• [Problem]
Transcribe each record exactly. Include every one.

• [Collected data entries]
· · · · · · ·

//! Stage sequencing for one update build.
//!
//! metadata → manifests → sign MoM → archive MoM → archive bundle manifests (pool)
//! → archive full manifest → fullfiles → zero packs (pool). Stages run strictly in
//! order and the first failing stage ends the build; nothing written so far is rolled back.

use anyhow::{Context, Result};
use log::info;
use std::path::PathBuf;

use crate::engine::tools::{manifest_path, with_suffix};
use crate::pipeline::BuildContext;
use crate::pipeline::pool::run_pool;
use crate::pipeline::zero_pack::create_zero_packs;
use crate::services::{FullfileRequest, ManifestRequest, Services};
use crate::utils::stopwatch::Stopwatch;
use crate::{BuildSummary, BundleRef, FullfileReport, MomResult};

/// Run every stage for `ctx.version`.
pub fn build_update_content(ctx: &BuildContext, services: &Services) -> Result<BuildSummary> {
    ctx.validate()?;
    let mut timer = Stopwatch::default();

    services
        .metadata
        .write_meta_files(&ctx.version_dir(), ctx.format, env!("CARGO_PKG_VERSION"))
        .context("failed to write update metadata files")?;

    timer.start("CREATE MANIFESTS");
    let mom = services
        .manifests
        .materialize(&ManifestRequest {
            version: ctx.version,
            previous: ctx.previous,
            min_version: ctx.min_version,
            format: ctx.format,
            state_dir: &ctx.state_dir,
            workers: ctx.workers.bundle,
        })
        .context("failed to create update metadata")?;
    log_mom(&mom);

    archive_mom(ctx)?;
    archive_bundle_manifests(ctx, &mom.updated_bundles)?;

    // The full manifest is not listed in the MoM.
    info!("  full");
    let full = manifest_path(&ctx.www_dir(), ctx.version, "full");
    ctx.archiver.create(&with_suffix(&full, ".tar"), &[&full])?;
    timer.stop();

    let fullfiles = if ctx.skip.fullfiles {
        info!("=> CREATE FULLFILES - skipped");
        None
    } else {
        timer.start("CREATE FULLFILES");
        let report = create_fullfiles(ctx, services, &mom)?;
        timer.stop();
        Some(report)
    };

    let zero_packs = if ctx.skip.packs {
        info!("=> CREATE ZERO PACKS - skipped");
        None
    } else {
        timer.start("CREATE ZERO PACKS");
        let summary = create_zero_packs(ctx, services.packs.as_ref(), &mom.files)?;
        timer.stop();
        Some(summary)
    };

    Ok(BuildSummary {
        mom_version: mom.version,
        updated_bundles: mom.updated_bundles.len(),
        fullfiles,
        zero_packs,
    })
}

fn log_mom(mom: &MomResult) {
    info!("MoM version {}", mom.version);
    for f in &mom.files {
        info!("- {:<20} {}", f.name, f.version);
    }
}

/// Sign Manifest.MoM in place (unless skipped) and archive it with its signature.
fn archive_mom(ctx: &BuildContext) -> Result<()> {
    let mom = manifest_path(&ctx.www_dir(), ctx.version, "MoM");
    let mut srcs: Vec<PathBuf> = vec![mom.clone()];
    if !ctx.skip.signing {
        info!("Signing manifest.");
        srcs.push(ctx.signer.sign(&mom)?);
    }
    info!("Compressing Manifest.MoM");
    ctx.archiver.create(&with_suffix(&mom, ".tar"), &srcs)
}

/// Archive each updated bundle's manifest with `ctx.workers.bundle` workers.
/// Archives finished by other workers stay on disk when one fails.
pub fn archive_bundle_manifests(ctx: &BuildContext, bundles: &[BundleRef]) -> Result<()> {
    info!("Compressing bundle manifests");
    let www = ctx.www_dir();
    run_pool(bundles, ctx.workers.bundle, |bundle: &BundleRef| {
        info!("  {}", bundle.name);
        let f = manifest_path(&www, ctx.version, &bundle.name);
        ctx.archiver.create(&with_suffix(&f, ".tar"), &[&f])
    })
}

fn create_fullfiles(
    ctx: &BuildContext,
    services: &Services,
    mom: &MomResult,
) -> Result<FullfileReport> {
    info!("Using {} workers", ctx.workers.fullfile);
    let report = services
        .fullfiles
        .generate(&FullfileRequest {
            full_manifest: &mom.full_manifest,
            chroot: &ctx.full_chroot(),
            output_dir: &ctx.fullfiles_dir(),
            workers: ctx.workers.fullfile,
            compression: &ctx.compression,
        })
        .context("failed to create fullfiles")?;

    info!("- Already created: {}", report.skipped);
    info!("- Not compressed:  {}", report.not_compressed);
    info!("- Compressed");
    for (codec, n) in &report.compressed_counts {
        info!("  - {:<20} {}", codec, n);
    }
    info!("Total fullfiles: {}", report.total());
    Ok(report)
}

· · · · · · ·

• [Solution to this task]
//! Stage sequencing for one update build.
//!
//! metadata → manifests → sign MoM → archive MoM → archive bundle manifests (pool)
//! → archive full manifest → fullfiles → zero packs (pool). Stages run strictly in
//! order and the first failing stage ends the build; nothing written so far is rolled back.

use anyhow::{Context, Result};
use log::info;
use std::path::PathBuf;

use crate::engine::tools::{manifest_path, with_suffix};
use crate::pipeline::BuildContext;
use crate::pipeline::pool::run_pool;
use crate::pipeline::zero_pack::create_zero_packs;
use crate::services::{FullfileRequest, ManifestRequest, Services};
use crate::utils::stopwatch::Stopwatch;
use crate::{BuildSummary, BundleRef, FullfileReport, MomResult};

/// Run every stage for `ctx.version`.
pub fn build_update_content(ctx: &BuildContext, services: &Services) -> Result<BuildSummary> {
    ctx.validate()?;
    let mut timer = Stopwatch::default();

    services
        .metadata
        .write_meta_files(&ctx.version_dir(), ctx.format, env!("CARGO_PKG_VERSION"))
        .context("failed to write update metadata files")?;

    timer.start("CREATE MANIFESTS");
    let mom = services
        .manifests
        .materialize(&ManifestRequest {
            version: ctx.version,
            previous: ctx.previous,
            min_version: ctx.min_version,
            format: ctx.format,
            state_dir: &ctx.state_dir,
            workers: ctx.workers.bundle,
        })
        .context("failed to create update metadata")?;
    log_mom(&mom);

    archive_mom(ctx)?;
    archive_bundle_manifests(ctx, &mom.updated_bundles)?;

    // The full manifest is not listed in the MoM.
    info!("  full");
    let full = manifest_path(&ctx.www_dir(), ctx.version, "full");
    ctx.archiver.create(&with_suffix(&full, ".tar"), &[&full])?;
    timer.stop();

    let fullfiles = if ctx.skip.fullfiles {
        info!("=> CREATE FULLFILES - skipped");
        None
    } else {
        timer.start("CREATE FULLFILES");
        let report = create_fullfiles(ctx, services, &mom)?;
        timer.stop();
        Some(report)
    };

    let zero_packs = if ctx.skip.packs {
        info!("=> CREATE ZERO PACKS - skipped");
        None
    } else {
        timer.start("CREATE ZERO PACKS");
        let summary = create_zero_packs(ctx, services.packs.as_ref(), &mom.files)?;
        timer.stop();
        Some(summary)
    };

    Ok(BuildSummary {
        mom_version: mom.version,
        updated_bundles: mom.updated_bundles.len(),
        fullfiles,
        zero_packs,
    })
}

fn log_mom(mom: &MomResult) {
    info!("MoM version {}", mom.version);
    for f in &mom.files {
        info!("- {:<20} {}", f.name, f.version);
    }
}

/// Sign Manifest.MoM in place (unless skipped) and archive it with its signature.
fn archive_mom(ctx: &BuildContext) -> Result<()> {
    let mom = manifest_path(&ctx.www_dir(), ctx.version, "MoM");
    let mut srcs: Vec<PathBuf> = vec![mom.clone()];
    if !ctx.skip.signing {
        info!("Signing manifest.");
        srcs.push(ctx.signer.sign(&mom)?);
    }
    info!("Compressing Manifest.MoM");
    ctx.archiver.create(&with_suffix(&mom, ".tar"), &srcs)
}

/// Archive each updated bundle's manifest with `ctx.workers.bundle` workers.
/// Archives finished by other workers stay on disk when one fails.
pub fn archive_bundle_manifests(ctx: &BuildContext, bundles: &[BundleRef]) -> Result<()> {
    info!("Compressing bundle manifests");
    let www = ctx.www_dir();
    run_pool(bundles, ctx.workers.bundle, |bundle: &BundleRef| {
        info!("  {}", bundle.name);
        let f = manifest_path(&www, ctx.version, &bundle.name);
        ctx.archiver.create(&with_suffix(&f, ".tar"), &[&f])
    })
}

fn create_fullfiles(
    ctx: &BuildContext,
    services: &Services,
    mom: &MomResult,
) -> Result<FullfileReport> {
    info!("Using {} workers", ctx.workers.fullfile);
    let report = services
        .fullfiles
        .generate(&FullfileRequest {
            full_manifest: &mom.full_manifest,
            chroot: &ctx.full_chroot(),
            output_dir: &ctx.fullfiles_dir(),
            workers: ctx.workers.fullfile,
            compression: &ctx.compression,
        })
        .context("failed to create fullfiles")?;

    info!("- Already created: {}", report.skipped);
    info!("- Not compressed:  {}", report.not_compressed);
    info!("- Compressed");
    for (codec, n) in &report.compressed_counts {
        info!("  - {:<20} {}", codec, n);
    }
    info!("Total fullfiles: {}", report.total());
    Ok(report)
}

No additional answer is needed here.